Le vene d’acqua che sgorgano dal terreno scorrono in rivoli che confluiscono, come i rami nel tronco, come le dita nel palmo di una mano, come il bronzo nella matrice di un albero.
—Giuseppe Penone

Gagosian Roma è lieta di presentare Equivalenze, una mostra di nuove sculture di Giuseppe Penone.

Fin dagli esordi nel movimento dell’Arte Povera, il lavoro di Penone si è contraddistinto per il coinvolgimento attivo con la natura e il tempo attraverso la consapevolezza del potere rivelatore dell’arte. Partendo dall’idea che la scultura abbia origine da impulsi primari—come riempirsi la bocca con dell’acqua, imprimere un segno sull’argilla con le mani, e così via, l’artista elabora e arricchisce le sue intenzioni attraverso una ricerca filosofica e un intenso processo estetico.
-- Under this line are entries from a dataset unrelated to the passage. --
//! # Data cypher
//!
//! Encrypts secret payloads under a raw workspace key.
//!
//! The workspace key is used as a passphrase: a fresh 8 byte salt and the key go through the
//! legacy MD5 KDF, which yields 48 bytes. The last 16 bytes are the IV and the first 32 the
//! AES-256-CBC key. The padded ciphertext is stored in a [SaltedEnvelope].

use aes::cipher::{block_padding::NoPadding, BlockDecryptMut, BlockEncryptMut, KeyIvInit};
use tracing::instrument;
use zeroize::Zeroizing;

use crate::{
    envelope::{SaltedEnvelope, SALT_LEN},
    evp_bytes_to_key,
    kdf::WORD_SIZE,
    pkcs7::{pad, unpad, BLOCK_SIZE},
    util::generate_salt,
    CryptoError, EncodingError, Result, WorkspaceKey,
};

type Aes256CbcEnc = cbc::Encryptor<aes::Aes256>;
type Aes256CbcDec = cbc::Decryptor<aes::Aes256>;

/// Words requested from the KDF, key and IV are both cut from this output.
const DERIVED_WORDS: usize = 12;
const IV_LEN: usize = 16;

/// Symmetric payload cypher bound to one passphrase, normally a [WorkspaceKey].
pub struct DataCypher {
    passphrase: Zeroizing<Vec<u8>>,
}

impl DataCypher {
    /// Create a cypher using arbitrary bytes as the passphrase.
    pub fn new(passphrase: impl Into<Vec<u8>>) -> Self {
        Self {
            passphrase: Zeroizing::new(passphrase.into()),
        }
    }

    /// Create a cypher for the payloads of a workspace.
    pub fn from_workspace_key(key: &WorkspaceKey) -> Self {
        Self::new(key.as_bytes())
    }

    /// Encrypt `plaintext` with a random salt and return the base64 envelope.
    pub fn encrypt(&self, plaintext: &[u8]) -> Result<String> {
        Ok(self.encrypt_envelope(plaintext)?.to_string())
    }

    /// Encrypt `plaintext` with a random salt, the counterpart of [Self::open].
    #[instrument(skip_all, err)]
    pub fn encrypt_envelope(&self, plaintext: &[u8]) -> Result<SaltedEnvelope> {
        self.seal(plaintext, generate_salt())
    }

    /// Decrypt a base64 envelope and return the plaintext as UTF-8 text.
    ///
    /// Binary payloads must go through [Self::decrypt_bytes] instead.
    pub fn decrypt(&self, encrypted: &str) -> Result<String> {
        let plaintext = self.decrypt_bytes(encrypted)?;
        String::from_utf8(plaintext).map_err(|_| EncodingError::InvalidUtf8.into())
    }

    /// Decrypt a base64 envelope and return the raw plaintext bytes.
    #[instrument(skip_all, err)]
    pub fn decrypt_bytes(&self, encrypted: &str) -> Result<Vec<u8>> {
        let envelope: SaltedEnvelope = encrypted.parse()?;
        self.open(&envelope)
    }

    /// Encrypt `plaintext` into an envelope using the given salt.
    pub(crate) fn seal(&self, plaintext: &[u8], salt: [u8; SALT_LEN]) -> Result<SaltedEnvelope> {
        let (key, iv) = self.derive(&salt);
        let padded = Zeroizing::new(pad(plaintext, BLOCK_SIZE));

        let ciphertext = Aes256CbcEnc::new_from_slices(&key[..], &iv[..])
            .map_err(|_| CryptoError::InvalidKeyLength {
                expected: 32,
                actual: key.len(),
            })?
            .encrypt_padded_vec_mut::<NoPadding>(&padded);

        Ok(SaltedEnvelope::new(salt, ciphertext))
    }

    /// Decrypt an already parsed envelope.
    pub fn open(&self, envelope: &SaltedEnvelope) -> Result<Vec<u8>> {
        let (key, iv) = self.derive(envelope.salt());

        let decrypted = Zeroizing::new(
            Aes256CbcDec::new_from_slices(&key[..], &iv[..])
                .map_err(|_| CryptoError::InvalidKeyLength {
                    expected: 32,
                    actual: key.len(),
                })?
                .decrypt_padded_vec_mut::<NoPadding>(envelope.ciphertext())
                .map_err(|_| CryptoError::InvalidPadding)?,
        );

        Ok(unpad(&decrypted, BLOCK_SIZE)?.to_vec())
    }

    /// Cipher key and IV for `salt`: `iv = raw[32..48]`, `key = raw[0..32]`.
    fn derive(&self, salt: &[u8]) -> (Zeroizing<Vec<u8>>, Zeroizing<Vec<u8>>) {
        let derived = evp_bytes_to_key(&self.passphrase, salt, DERIVED_WORDS, 0, 1);
        let raw = derived.key();
        debug_assert_eq!(raw.len(), DERIVED_WORDS * WORD_SIZE);

        let (key, iv) = raw.split_at(raw.len() - IV_LEN);
        (Zeroizing::new(key.to_vec()), Zeroizing::new(iv.to_vec()))
    }
}

// We manually implement these to make sure we don't print any sensitive data
impl std::fmt::Debug for DataCypher {
    fn fmt(&self, f: &mut std::fmt::Formatter<'_>) -> std::fmt::Result {
        f.debug_struct("DataCypher").finish_non_exhaustive()
    }
}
In Equivalenze Penone utilizza il processo scultoreo per rivelare le corrispondenze tra il corpo e la natura. Forme di terracotta modellate nel pugno dell’artista contengono l’impronta della sua energica presa. Penone le ha fissate su piastre di metallo dove l’ossidazione riproduce il contatto della pelle con la superficie dando vita ad una vivace astrazione che richiama le ombre tremolanti di una pianta rigogliosa o le macchie intermittenti di un paesaggio fauve: una zona di confine tra natura e arte.

Le opere di Penone sono memorie corporee, materializzate, testimoni della sua idea che anche noi, come le rocce, gli alberi, e l’acqua, siamo costantemente in trasformazione, e trasformati dall’ambiente circostante. I nostri gesti rispecchiano la tortuosità e la verticalità degli alberi che contengono testimonianze concentriche del tempo nel loro legno. Per l’opera Equivalenze (2016), Penone ha realizzato il calco in gesso di alcune parti di un albero, facendone poi una fusione in bronzo. Dalle radici emerge una spirale antropomorfa di corteccia che si trasforma in figura di fronte alla sua controparte vegetale, in un’equivalenza di forme tra il negativo dell’albero e il negativo della persona. Penone considera questi incontri come gesti vegetali. Nelle sue mani la forma umana viene liberata dall’albero e l’albero, a sua volta, rivela i tratti viscerali del corpo. Attraverso la scultura, Penone svela l’anima delle cose, creando un legame tra l’essenza della natura e la percezione del gesto umano.